WHAT YOU SHOULD DO » What follows is a set of records, each of which is to be written out exactly.

MATERIAL PROVIDED »

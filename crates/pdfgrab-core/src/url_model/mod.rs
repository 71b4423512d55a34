//! URL modeling and filename derivation.
//!
//! Resolves URL list entries against the base domain, validates them, and
//! derives the lowercase on-disk filename for each document.

mod path;
mod resolve;
mod sanitize;
mod validate;

pub use path::last_path_segment;
pub use resolve::{resolve_entry, ResolveError};
pub use sanitize::{sanitize_url_filename, FilenameError};
pub use validate::validate_request_uri;

/// Resolves, validates and names one entry in a single step.
///
/// Returns the request URL (parsed form) and its filename, or `None` (with the
/// reason logged) if the entry must be skipped before any network call.
pub fn prepare_entry(entry: &str, base_domain: &str) -> Option<(String, String)> {
    let url = match resolve_entry(entry, base_domain) {
        Ok(url) => url,
        Err(ResolveError::Empty) => {
            tracing::debug!("skipping empty entry");
            return None;
        }
        Err(e) => {
            tracing::warn!(entry = %entry, "skipping entry: {}", e);
            return None;
        }
    };

    let request_url = match validate_request_uri(&url) {
        Ok(parsed) => parsed,
        Err(e) => {
            tracing::warn!(url = %url, "skipping invalid URL: {}", e);
            return None;
        }
    };

    match sanitize_url_filename(&url) {
        Ok(name) => Some((request_url.into(), name)),
        Err(e) => {
            tracing::warn!(url = %url, "skipping URL: {}", e);
            None
        }
    }
}
use anyhow::{bail, Context, Result};
use serde::{Deserialize, Serialize};
use std::fs;
use std::path::{Path, PathBuf};
use std::time::Duration;

/// Global configuration loaded from `~/.config/pdfgrab/config.toml`.
#[derive(Debug, Clone, PartialEq, Eq, Serialize, Deserialize)]
#[serde(default)]
pub struct PdfgrabConfig {
    /// Newline-delimited list of URLs (absolute or root-relative).
    pub input_path: PathBuf,
    /// Directory that receives the downloaded PDFs; created if missing.
    pub output_dir: PathBuf,
    /// Scheme + host prepended to relative entries.
    pub base_domain: String,
    /// Whole-request timeout in seconds (connect + transfer).
    pub request_timeout_secs: u64,
    /// Connection establishment timeout in seconds.
    pub connect_timeout_secs: u64,
}

impl Default for PdfgrabConfig {
    fn default() -> Self {
        Self {
            input_path: PathBuf::from("valid_pdf.txt"),
            output_dir: PathBuf::from("PDFs"),
            base_domain: "https://www.klnsh-usaueber.com".to_string(),
            request_timeout_secs: 180,
            connect_timeout_secs: 30,
        }
    }
}

impl PdfgrabConfig {
    pub fn request_timeout(&self) -> Duration {
        Duration::from_secs(self.request_timeout_secs)
    }

    pub fn connect_timeout(&self) -> Duration {
        Duration::from_secs(self.connect_timeout_secs)
    }

    /// Rejects values the transport cannot honor. curl treats a zero timeout
    /// as "wait forever".
    pub fn validate(&self) -> Result<()> {
        if self.request_timeout_secs == 0 {
            bail!("request_timeout_secs must be at least 1");
        }
        if self.connect_timeout_secs == 0 {
            bail!("connect_timeout_secs must be at least 1");
        }
        Ok(())
    }
}

pub fn config_path() -> Result<PathBuf> {
    let xdg_dirs = xdg::BaseDirectories::with_prefix("pdfgrab")?;
    Ok(xdg_dirs.place_config_file("config.toml")?)
}

/// Load configuration from disk, creating a default file if none exists.
pub fn load_or_init() -> Result<PdfgrabConfig> {
    let path = config_path()?;
    if !path.exists() {
        let default_cfg = PdfgrabConfig::default();
        let toml = toml::to_string_pretty(&default_cfg)?;
        if let Some(parent) = path.parent() {
            fs::create_dir_all(parent)?;
        }
        fs::write(&path, toml)?;
        tracing::info!("created default config at {}", path.display());
        return Ok(default_cfg);
    }
    load_from_path(&path)
}

/// Load configuration from an explicit file. The file must exist; missing keys take defaults.
pub fn load_from_path(path: &Path) -> Result<PdfgrabConfig> {
    let data = fs::read_to_string(path)
        .with_context(|| format!("read config {}", path.display()))?;
    let cfg: PdfgrabConfig =
        toml::from_str(&data).with_context(|| format!("parse config {}", path.display()))?;
    cfg.validate().with_context(|| format!("invalid config {}", path.display()))?;
    Ok(cfg)
}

TASK RESULT »
filename crates/pdfgrab-core/src/url_model/mod.rs
repository 71b4423512d55a34
//! URL modeling and filename derivation.
//!
//! Resolves URL list entries against the base domain, validates them, and
//! derives the lowercase on-disk filename for each document.

mod path;
mod resolve;
mod sanitize;
mod validate;

pub use path::last_path_segment;
pub use resolve::{resolve_entry, ResolveError};
pub use sanitize::{sanitize_url_filename, FilenameError};
pub use validate::validate_request_uri;

/// Resolves, validates and names one entry in a single step.
///
/// Returns the request URL (parsed form) and its filename, or `None` (with the
/// reason logged) if the entry must be skipped before any network call.
pub fn prepare_entry(entry: &str, base_domain: &str) -> Option<(String, String)> {
    let url = match resolve_entry(entry, base_domain) {
        Ok(url) => url,
        Err(ResolveError::Empty) => {
            tracing::debug!("skipping empty entry");
            return None;
        }
        Err(e) => {
            tracing::warn!(entry = %entry, "skipping entry: {}", e);
            return None;
        }
    };

    let request_url = match validate_request_uri(&url) {
        Ok(parsed) => parsed,
        Err(e) => {
            tracing::warn!(url = %url, "skipping invalid URL: {}", e);
            return None;
        }
    };

    match sanitize_url_filename(&url) {
        Ok(name) => Some((request_url.into(), name)),
        Err(e) => {
            tracing::warn!(url = %url, "skipping URL: {}", e);
            None
        }
    }
}
use anyhow::{bail, Context, Result};
use serde::{Deserialize, Serialize};
use std::fs;
use std::path::{Path, PathBuf};
use std::time::Duration;

/// Global configuration loaded from `~/.config/pdfgrab/config.toml`.
#[derive(Debug, Clone, PartialEq, Eq, Serialize, Deserialize)]
#[serde(default)]
pub struct PdfgrabConfig {
    /// Newline-delimited list of URLs (absolute or root-relative).
    pub input_path: PathBuf,
    /// Directory that receives the downloaded PDFs; created if missing.
    pub output_dir: PathBuf,
    /// Scheme + host prepended to relative entries.
    pub base_domain: String,
    /// Whole-request timeout in seconds (connect + transfer).
    pub request_timeout_secs: u64,
    /// Connection establishment timeout in seconds.
    pub connect_timeout_secs: u64,
}

impl Default for PdfgrabConfig {
    fn default() -> Self {
        Self {
            input_path: PathBuf::from("valid_pdf.txt"),
            output_dir: PathBuf::from("PDFs"),
            base_domain: "https://www.klnsh-usaueber.com".to_string(),
            request_timeout_secs: 180,
            connect_timeout_secs: 30,
        }
    }
}

impl PdfgrabConfig {
    pub fn request_timeout(&self) -> Duration {
        Duration::from_secs(self.request_timeout_secs)
    }

    pub fn connect_timeout(&self) -> Duration {
        Duration::from_secs(self.connect_timeout_secs)
    }

    /// Rejects values the transport cannot honor. curl treats a zero timeout
    /// as "wait forever".
    pub fn validate(&self) -> Result<()> {
        if self.request_timeout_secs == 0 {
            bail!("request_timeout_secs must be at least 1");
        }
        if self.connect_timeout_secs == 0 {
            bail!("connect_timeout_secs must be at least 1");
        }
        Ok(())
    }
}

pub fn config_path() -> Result<PathBuf> {
    let xdg_dirs = xdg::BaseDirectories::with_prefix("pdfgrab")?;
    Ok(xdg_dirs.place_config_file("config.toml")?)
}

/// Load configuration from disk, creating a default file if none exists.
pub fn load_or_init() -> Result<PdfgrabConfig> {
    let path = config_path()?;
    if !path.exists() {
        let default_cfg = PdfgrabConfig::default();
        let toml = toml::to_string_pretty(&default_cfg)?;
        if let Some(parent) = path.parent() {
            fs::create_dir_all(parent)?;
        }
        fs::write(&path, toml)?;
        tracing::info!("created default config at {}", path.display());
        return Ok(default_cfg);
    }
    load_from_path(&path)
}

/// Load configuration from an explicit file. The file must exist; missing keys take defaults.
pub fn load_from_path(path: &Path) -> Result<PdfgrabConfig> {
    let data = fs::read_to_string(path)
        .with_context(|| format!("read config {}", path.display()))?;
    let cfg: PdfgrabConfig =
        toml::from_str(&data).with_context(|| format!("parse config {}", path.display()))?;
    cfg.validate().with_context(|| format!("invalid config {}", path.display()))?;
    Ok(cfg)
}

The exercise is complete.